The same assumptions as for ANOVA (normality, homogeneity of variance and random independent samples) are required for ANCOVA. In addition, ANCOVA requires the following additional assumptions:
- For each independent variable, the relationship between the dependent variable (y) and the covariate (x) is linear
- The lines expressing these linear relationships are all parallel (homogeneity of regression slopes)
- The covariate is independent of the treatment effects (i.e. the covariant and independent variables are independent
Example 1: Show that the assumptions hold for the data in Example 1 of Basic Concepts of ANCOVA.
We start by creating a box plot of the reading scores for each of the four methods (using the data from Figure 1 of Basic Concepts of ANCOVA). See Figure 1.
Figure 1 – Box plot for data in Example 1
Each plot looks relatively symmetric and the variances don’t appear to be wildly different. As we can see from the data in Figure 1 of Basic Concepts of ANCOVA, the variances for the reading scores vary from 44.8 to 164.8, which is likely to be an acceptable range to meet the homogeneity of variances assumption.
We now turn our attention to the ANCOVA-specific assumptions. We create a scatter diagram of the y data values against the x data values for each of the four methods. This is done by creating a scatter diagram for Method 1 in the usual way and then choosing Design > Data|Select Data and clicking on the Add button on the left side. Enter the name Method 2 and specify the range for the x and y values in the dialog box that appears. After repeating this procedure for Method 3 and Method 4 and adding linear trend lines for each method, the resulting chart is as in Figure 2.
Figure 2 – Checking whether regression lines are parallel
Although the four lines are not parallel, their slopes are quite similar, indicating that the homogeneity of slopes assumption is met. A further indication of this is to test the complete regression model y, x, t, x*t against the full regression model y, x, t. If there is no significant difference between the models then the interaction terms are not significant, implying that the homogeneity of regression slopes assumption is met. We conduct the same type of test in Testing the Significance of Extra Variables on the Regression Model.

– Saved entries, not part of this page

#[cfg(test)]
mod tests {
    use super::*;
    use async_trait::async_trait;
    use serde_json::{json, Value};
    use std::collections::HashMap;
    use std::sync::atomic::AtomicUsize;
    use std::sync::Mutex;
    use tokio::sync::Notify;

    /// In-memory store that records every call it receives.
    struct RecordingStore {
        store_name: &'static str,
        state: Mutex<Option<AppState>>,
        raw: Mutex<HashMap<String, Value>>,
        calls: Arc<Mutex<Vec<String>>>,
        fail_saves: bool,
        load_count: AtomicUsize,
        /// When set, the first `load_state` call signals `entered` and then
        /// waits for `release` before returning.
        gate: Option<(Arc<Notify>, Arc<Notify>)>,
    }

    impl RecordingStore {
        fn new(store_name: &'static str, calls: Arc<Mutex<Vec<String>>>) -> Self {
            Self {
                store_name,
                state: Mutex::new(None),
                raw: Mutex::new(HashMap::new()),
                calls,
                fail_saves: false,
                load_count: AtomicUsize::new(0),
                gate: None,
            }
        }

        fn with_state(self, state: AppState) -> Self {
            *self.state.lock().unwrap() = Some(state);
            self
        }

        fn with_raw(self, key: &str, value: Value) -> Self {
            self.raw.lock().unwrap().insert(key.to_string(), value);
            self
        }

        fn failing_saves(mut self) -> Self {
            self.fail_saves = true;
            self
        }

        fn record(&self, operation: &str) {
            self.calls
                .lock()
                .unwrap()
                .push(format!("{}.{}", self.store_name, operation));
        }
    }

    #[async_trait]
    impl StateStore for RecordingStore {
        fn name(&self) -> &'static str {
            self.store_name
        }

        async fn load_state(&self) -> Result<Option<AppState>> {
            self.record("load_state");
            if let Some((entered, release)) = &self.gate {
                if self.load_count.fetch_add(1, Ordering::SeqCst) == 0 {
                    entered.notify_one();
                    release.notified().await;
                }
            }
            Ok(self.state.lock().unwrap().clone())
        }

        async fn save_state(&self, state: &AppState) -> Result<()> {
            self.record("save_state");
            if self.fail_saves {
                return Err(RepasoError::data_access("disk full"));
            }
            *self.state.lock().unwrap() = Some(state.clone());
            Ok(())
        }

        async fn load_settings(&self) -> Result<Option<Settings>> {
            self.record("load_settings");
            Ok(None)
        }

        async fn save_settings(&self, _settings: &Settings) -> Result<()> {
            self.record("save_settings");
            Ok(())
        }

        async fn load_audio(&self, _subtopic_id: Option<&str>) -> Result<Vec<AudioAsset>> {
            self.record("load_audio");
            Ok(Vec::new())
        }

        async fn save_audio(&self, _asset: &AudioAsset) -> Result<()> {
            self.record("save_audio");
            if self.fail_saves {
                return Err(RepasoError::data_access("disk full"));
            }
            Ok(())
        }

        async fn clear_all(&self) -> Result<()> {
            self.record("clear_all");
            Ok(())
        }

        async fn load_raw(&self, key: &str) -> Result<Option<Value>> {
            self.record(&format!("load_raw:{}", key));
            Ok(self.raw.lock().unwrap().get(key).cloned())
        }
    }

    fn calls_of(calls: &Arc<Mutex<Vec<String>>>) -> Vec<String> {
        calls.lock().unwrap().clone()
    }

    #[tokio::test]
    async fn test_primary_data_wins_without_consulting_mirror() {
        let calls = Arc::new(Mutex::new(Vec::new()));
        let primary =
            Arc::new(RecordingStore::new("primary", calls.clone()).with_state(AppState::bootstrap()));
        let mirror = Arc::new(RecordingStore::new("mirror", calls.clone()));

        let service = StateSyncService::new(primary, Some(mirror), None);
        let loaded = service.load(None).await.unwrap();

        assert_eq!(loaded.source, LoadSource::Primary);
        let recorded = calls_of(&calls);
        assert!(recorded.contains(&"primary.load_state".to_string()));
        assert!(!recorded.iter().any(|c| c.starts_with("mirror.")));
    }

    #[tokio::test]
    async fn test_mirror_is_recovery_source() {
        let calls = Arc::new(Mutex::new(Vec::new()));
        let primary = Arc::new(RecordingStore::new("primary", calls.clone()));
        let mirror =
            Arc::new(RecordingStore::new("mirror", calls.clone()).with_state(AppState::bootstrap()));

        let service = StateSyncService::new(primary, Some(mirror), None);
        let loaded = service.load(Some(LoadHint::ExternalWritePending)).await.unwrap();

        assert_eq!(loaded.source, LoadSource::Mirror);
    }

    #[tokio::test]
    async fn test_legacy_migration_runs_and_writes_back_once() {
        let calls = Arc::new(Mutex::new(Vec::new()));
        let legacy = json!([{"text": "A", "propositions": [{"text": "p0"}, {"text": "p1"}]}]);
        let primary =
            Arc::new(RecordingStore::new("primary", calls.clone()).with_raw("subtopics", legacy));

        let service = StateSyncService::new(primary.clone(), None, None);
        let loaded = service.load(None).await.unwrap();

        assert_eq!(loaded.source, LoadSource::Migrated);
        assert_eq!(loaded.state.current_era.themes[0].id, "legacy");

        // Written back exactly once, so the next load finds current-schema
        // data and migration never re-runs.
        let write_backs = calls_of(&calls)
            .iter()
            .filter(|c| c.as_str() == "primary.save_state")
            .count();
        assert_eq!(write_backs, 1);

        let again = service.load(None).await.unwrap();
        assert_eq!(again.source, LoadSource::Primary);
        assert_eq!(again.state, loaded.state);
    }

    #[tokio::test]
    async fn test_corrupt_legacy_falls_back_to_bootstrap() {
        let calls = Arc::new(Mutex::new(Vec::new()));
        let corrupt = json!([{"name": "ok"}, 42]);
        let primary =
            Arc::new(RecordingStore::new("primary", calls.clone()).with_raw("themes", corrupt));

        let service = StateSyncService::new(primary, None, None);
        let loaded = service.load(None).await.unwrap();

        assert_eq!(loaded.source, LoadSource::Bootstrap);
        assert_eq!(loaded.state.current_era.themes[0].id, "sample-theme");
    }

    #[tokio::test]
    async fn test_empty_backends_bootstrap() {
        let calls = Arc::new(Mutex::new(Vec::new()));
        let primary = Arc::new(RecordingStore::new("primary", calls.clone()));
        let mirror = Arc::new(RecordingStore::new("mirror", calls.clone()));

        let service = StateSyncService::new(primary, Some(mirror), None);
        let loaded = service.load(None).await.unwrap();

        assert_eq!(loaded.source, LoadSource::Bootstrap);
    }

    #[tokio::test]
    async fn test_save_writes_primary_before_mirror() {
        let calls = Arc::new(Mutex::new(Vec::new()));
        let primary = Arc::new(RecordingStore::new("primary", calls.clone()));
        let mirror = Arc::new(RecordingStore::new("mirror", calls.clone()));

        let service = StateSyncService::new(primary, Some(mirror), None);
        service.save(&AppState::bootstrap()).await.unwrap();

        let recorded = calls_of(&calls);
        let primary_position = recorded
            .iter()
            .position(|c| c == "primary.save_state")
            .unwrap();
        let mirror_position = recorded
            .iter()
            .position(|c| c == "mirror.save_state")
            .unwrap();
        assert!(primary_position < mirror_position);
    }

    #[tokio::test]
    async fn test_mirror_failure_does_not_fail_save() {
        let calls = Arc::new(Mutex::new(Vec::new()));
        let primary = Arc::new(RecordingStore::new("primary", calls.clone()));
        let mirror = Arc::new(RecordingStore::new("mirror", calls.clone()).failing_saves());

        let service = StateSyncService::new(primary, Some(mirror), None);
        assert!(service.save(&AppState::bootstrap()).await.is_ok());
    }

    #[tokio::test]
    async fn test_primary_failure_surfaces_after_mirror_attempt() {
        let calls = Arc::new(Mutex::new(Vec::new()));
        let primary = Arc::new(RecordingStore::new("primary", calls.clone()).failing_saves());
        let mirror = Arc::new(RecordingStore::new("mirror", calls.clone()));

        let service = StateSyncService::new(primary, Some(mirror), None);
        assert!(service.save(&AppState::bootstrap()).await.is_err());
        // The mirror write was still attempted.
        assert!(calls_of(&calls).contains(&"mirror.save_state".to_string()));
    }

    #[tokio::test]
    async fn test_save_remote_requires_configuration() {
        let calls = Arc::new(Mutex::new(Vec::new()));
        let primary = Arc::new(RecordingStore::new("primary", calls.clone()));

        let service = StateSyncService::new(primary, None, None);
        let err = service.save_remote(&AppState::bootstrap()).await.unwrap_err();
        assert!(matches!(err, RepasoError::Config(_)));
    }

    #[tokio::test]
    async fn test_remote_save_is_explicit_only() {
        let calls = Arc::new(Mutex::new(Vec::new()));
        let primary = Arc::new(RecordingStore::new("primary", calls.clone()));
        let remote = Arc::new(RecordingStore::new("remote", calls.clone()));

        let service = StateSyncService::new(primary, None, Some(remote));
        service.save(&AppState::bootstrap()).await.unwrap();
        assert!(!calls_of(&calls).iter().any(|c| c.starts_with("remote.")));

        service.save_remote(&AppState::bootstrap()).await.unwrap();
        assert!(calls_of(&calls).contains(&"remote.save_state".to_string()));
    }

    #[tokio::test]
    async fn test_superseded_load_is_discarded() {
        let calls = Arc::new(Mutex::new(Vec::new()));
        let entered = Arc::new(Notify::new());
        let release = Arc::new(Notify::new());

        let mut slow_primary =
            RecordingStore::new("primary", calls.clone()).with_state(AppState::bootstrap());
        slow_primary.gate = Some((entered.clone(), release.clone()));

        let service = Arc::new(StateSyncService::new(Arc::new(slow_primary), None, None));

        let service_for_first = service.clone();
        let first = tokio::spawn(async move { service_for_first.load(None).await });

        // Wait until the first load is inside the store, then complete a
        // second load and only then let the first one finish.
        entered.notified().await;
        service.load(None).await.unwrap();
        release.notify_one();

        let result = first.await.unwrap();
        assert!(matches!(result, Err(RepasoError::Superseded)));
    }
}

First we use Excel’s regression data analysis tool to create the complete model (see Figure 3) using the range B4:H39 from Figure 1 of Regression Approach to ANCOVA when prompted for the Input X range.
Figure 3 – Complete model (y, x, t, x*t) for data in Example 1
Now we test (see Figure 4) whether there is a significant difference between the complete and full models (as described in Figure 5 of Regression Approach to ANCOVA and Figure 3 above).
Figure 4 – Testing homogeneity of regression line slopes
Row 6 of Figure 4 computes the difference between the R-Square values of the complete and full models. Row 7 computes the difference between the residual degrees of freedom of the two models. The F statistic (cell AB8) is then defined via the formula =AB6*Z7/(AB7*(1-Z6)). Since the p-value for this statistic is larger than .05, we conclude there is no significant difference between the two models, and so accept the homogeneity of regression slopes.
Alternatively, we can get the same result by using the Real Statistics function
RSquareTest(B4:H39, B4:E39, A4:A39) = 0.4615